Exercise aim: Pull each line containing "stdfmt" from the data.

Data under study:
════════════════

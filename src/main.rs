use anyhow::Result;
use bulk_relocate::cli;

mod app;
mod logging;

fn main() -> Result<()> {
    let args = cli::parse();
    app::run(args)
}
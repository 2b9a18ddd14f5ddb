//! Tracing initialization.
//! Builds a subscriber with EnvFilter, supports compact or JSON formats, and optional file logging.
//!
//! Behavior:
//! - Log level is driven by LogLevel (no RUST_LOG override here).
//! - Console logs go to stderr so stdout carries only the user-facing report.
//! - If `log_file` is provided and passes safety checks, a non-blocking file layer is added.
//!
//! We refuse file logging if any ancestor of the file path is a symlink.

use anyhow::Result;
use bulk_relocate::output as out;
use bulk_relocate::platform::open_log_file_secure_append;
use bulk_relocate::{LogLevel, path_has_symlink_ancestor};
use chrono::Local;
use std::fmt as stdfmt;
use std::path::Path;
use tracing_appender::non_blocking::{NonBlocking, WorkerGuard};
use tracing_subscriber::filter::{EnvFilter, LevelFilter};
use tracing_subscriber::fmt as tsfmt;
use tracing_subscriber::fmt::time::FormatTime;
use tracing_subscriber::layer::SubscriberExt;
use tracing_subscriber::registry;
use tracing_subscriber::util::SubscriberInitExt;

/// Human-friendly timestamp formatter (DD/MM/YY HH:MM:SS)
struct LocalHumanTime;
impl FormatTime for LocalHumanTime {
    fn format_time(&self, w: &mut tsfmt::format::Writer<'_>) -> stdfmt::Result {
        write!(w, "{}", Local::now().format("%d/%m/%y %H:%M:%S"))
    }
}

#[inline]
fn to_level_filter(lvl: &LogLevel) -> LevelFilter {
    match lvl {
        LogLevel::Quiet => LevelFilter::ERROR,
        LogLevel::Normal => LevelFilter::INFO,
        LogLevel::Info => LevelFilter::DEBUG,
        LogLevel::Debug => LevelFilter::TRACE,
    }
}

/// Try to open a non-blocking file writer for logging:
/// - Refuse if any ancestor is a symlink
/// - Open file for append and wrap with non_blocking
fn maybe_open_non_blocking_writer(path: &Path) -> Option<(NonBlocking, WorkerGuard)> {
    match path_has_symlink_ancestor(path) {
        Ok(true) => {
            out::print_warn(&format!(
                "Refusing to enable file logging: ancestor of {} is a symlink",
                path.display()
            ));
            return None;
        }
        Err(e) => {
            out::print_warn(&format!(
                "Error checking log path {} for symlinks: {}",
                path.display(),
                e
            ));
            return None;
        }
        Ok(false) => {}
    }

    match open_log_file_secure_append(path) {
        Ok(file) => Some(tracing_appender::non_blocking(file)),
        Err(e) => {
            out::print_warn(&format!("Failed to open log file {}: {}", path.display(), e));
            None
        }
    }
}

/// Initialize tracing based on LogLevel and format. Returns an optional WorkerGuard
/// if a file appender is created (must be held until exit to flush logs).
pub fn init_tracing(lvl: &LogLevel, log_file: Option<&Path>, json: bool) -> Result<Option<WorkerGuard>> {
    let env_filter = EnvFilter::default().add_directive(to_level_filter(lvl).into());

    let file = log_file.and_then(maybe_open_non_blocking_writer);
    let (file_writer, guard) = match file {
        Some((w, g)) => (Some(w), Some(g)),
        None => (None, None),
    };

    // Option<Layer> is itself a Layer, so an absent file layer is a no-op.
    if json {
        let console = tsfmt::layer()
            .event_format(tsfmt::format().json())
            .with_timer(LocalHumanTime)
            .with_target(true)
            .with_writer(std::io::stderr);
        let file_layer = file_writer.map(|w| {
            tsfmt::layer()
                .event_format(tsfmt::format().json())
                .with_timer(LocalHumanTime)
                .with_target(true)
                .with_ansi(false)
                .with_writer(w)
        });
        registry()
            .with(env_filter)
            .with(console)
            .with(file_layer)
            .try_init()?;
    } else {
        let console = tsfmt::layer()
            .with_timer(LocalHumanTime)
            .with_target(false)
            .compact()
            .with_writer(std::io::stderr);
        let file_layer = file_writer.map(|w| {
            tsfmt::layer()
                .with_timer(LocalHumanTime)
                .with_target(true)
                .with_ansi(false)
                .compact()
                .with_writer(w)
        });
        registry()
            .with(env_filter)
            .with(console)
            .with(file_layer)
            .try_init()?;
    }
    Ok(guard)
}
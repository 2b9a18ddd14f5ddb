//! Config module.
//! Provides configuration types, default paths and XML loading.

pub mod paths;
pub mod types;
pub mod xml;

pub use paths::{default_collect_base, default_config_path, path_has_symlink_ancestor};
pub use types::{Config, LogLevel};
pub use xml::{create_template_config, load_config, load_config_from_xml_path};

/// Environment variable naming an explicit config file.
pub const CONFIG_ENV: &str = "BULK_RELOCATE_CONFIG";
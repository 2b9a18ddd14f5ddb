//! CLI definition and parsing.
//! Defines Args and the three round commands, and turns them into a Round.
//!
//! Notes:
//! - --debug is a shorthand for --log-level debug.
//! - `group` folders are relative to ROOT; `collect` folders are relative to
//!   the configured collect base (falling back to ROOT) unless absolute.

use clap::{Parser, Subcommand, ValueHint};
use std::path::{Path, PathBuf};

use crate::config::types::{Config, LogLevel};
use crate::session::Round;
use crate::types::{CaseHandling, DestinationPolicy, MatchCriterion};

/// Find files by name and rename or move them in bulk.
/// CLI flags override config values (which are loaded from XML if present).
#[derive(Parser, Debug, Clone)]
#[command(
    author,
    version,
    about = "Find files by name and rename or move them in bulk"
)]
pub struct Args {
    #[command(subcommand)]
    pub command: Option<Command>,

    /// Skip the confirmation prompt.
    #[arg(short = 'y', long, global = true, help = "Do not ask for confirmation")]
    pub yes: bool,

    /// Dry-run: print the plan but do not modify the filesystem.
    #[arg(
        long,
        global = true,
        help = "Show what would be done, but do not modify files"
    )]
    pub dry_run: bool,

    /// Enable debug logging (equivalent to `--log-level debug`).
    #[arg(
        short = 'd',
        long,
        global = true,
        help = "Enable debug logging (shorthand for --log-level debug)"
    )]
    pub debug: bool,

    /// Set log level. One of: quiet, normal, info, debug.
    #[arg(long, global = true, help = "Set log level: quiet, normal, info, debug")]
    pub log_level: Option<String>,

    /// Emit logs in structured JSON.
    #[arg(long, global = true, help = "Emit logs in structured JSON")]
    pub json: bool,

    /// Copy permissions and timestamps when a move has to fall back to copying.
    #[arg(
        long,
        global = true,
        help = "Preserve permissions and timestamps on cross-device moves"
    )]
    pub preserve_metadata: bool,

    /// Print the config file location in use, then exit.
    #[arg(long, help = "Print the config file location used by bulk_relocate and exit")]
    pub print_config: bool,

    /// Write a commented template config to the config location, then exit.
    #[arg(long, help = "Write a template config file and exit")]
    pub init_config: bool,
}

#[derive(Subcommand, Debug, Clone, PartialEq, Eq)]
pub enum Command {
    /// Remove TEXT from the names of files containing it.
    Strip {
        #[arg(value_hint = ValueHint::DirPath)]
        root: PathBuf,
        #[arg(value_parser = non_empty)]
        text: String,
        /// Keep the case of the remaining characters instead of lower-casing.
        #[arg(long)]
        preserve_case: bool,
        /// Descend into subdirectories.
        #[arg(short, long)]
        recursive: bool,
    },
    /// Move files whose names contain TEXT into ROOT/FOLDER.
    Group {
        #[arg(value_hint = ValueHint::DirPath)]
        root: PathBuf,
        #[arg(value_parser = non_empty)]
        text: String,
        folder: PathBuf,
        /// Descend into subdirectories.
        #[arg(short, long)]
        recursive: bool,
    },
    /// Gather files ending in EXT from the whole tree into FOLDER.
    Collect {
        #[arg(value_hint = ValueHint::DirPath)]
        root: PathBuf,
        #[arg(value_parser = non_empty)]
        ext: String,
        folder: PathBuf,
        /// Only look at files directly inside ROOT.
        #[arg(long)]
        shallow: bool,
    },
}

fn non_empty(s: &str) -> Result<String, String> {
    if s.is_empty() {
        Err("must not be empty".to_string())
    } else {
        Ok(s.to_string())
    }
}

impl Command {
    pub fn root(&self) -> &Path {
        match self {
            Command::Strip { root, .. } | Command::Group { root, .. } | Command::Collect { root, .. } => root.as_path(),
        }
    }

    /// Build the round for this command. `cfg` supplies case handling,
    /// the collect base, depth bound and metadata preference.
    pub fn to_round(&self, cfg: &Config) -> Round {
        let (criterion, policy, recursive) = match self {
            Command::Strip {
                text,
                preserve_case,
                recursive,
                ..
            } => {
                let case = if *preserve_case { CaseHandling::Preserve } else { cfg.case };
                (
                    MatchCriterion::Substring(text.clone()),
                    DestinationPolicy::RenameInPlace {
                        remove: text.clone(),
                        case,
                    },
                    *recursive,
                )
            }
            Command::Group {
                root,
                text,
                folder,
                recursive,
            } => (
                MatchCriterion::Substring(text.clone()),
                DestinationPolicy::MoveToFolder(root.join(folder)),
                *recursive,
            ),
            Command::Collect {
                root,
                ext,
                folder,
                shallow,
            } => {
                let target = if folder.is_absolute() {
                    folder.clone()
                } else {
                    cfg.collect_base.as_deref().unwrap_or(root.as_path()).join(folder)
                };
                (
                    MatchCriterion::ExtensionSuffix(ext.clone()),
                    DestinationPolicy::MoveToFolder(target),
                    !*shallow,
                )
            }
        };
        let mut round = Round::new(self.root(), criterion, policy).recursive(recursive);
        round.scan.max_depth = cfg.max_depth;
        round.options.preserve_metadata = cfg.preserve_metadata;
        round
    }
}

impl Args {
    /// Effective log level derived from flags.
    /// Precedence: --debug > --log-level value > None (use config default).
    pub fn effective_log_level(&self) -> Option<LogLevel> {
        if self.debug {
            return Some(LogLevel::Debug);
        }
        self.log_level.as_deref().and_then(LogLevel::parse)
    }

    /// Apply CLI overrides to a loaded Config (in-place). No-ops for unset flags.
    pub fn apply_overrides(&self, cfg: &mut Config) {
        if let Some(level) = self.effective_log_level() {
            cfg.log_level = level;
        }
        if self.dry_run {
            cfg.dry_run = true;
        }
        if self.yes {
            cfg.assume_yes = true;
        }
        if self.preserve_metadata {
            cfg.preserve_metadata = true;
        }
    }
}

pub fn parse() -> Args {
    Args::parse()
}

════════════════

Response box:
use std::fmt as stdfmt;
    fn format_time(&self, w: &mut tsfmt::format::Writer<'_>) -> stdfmt::Result {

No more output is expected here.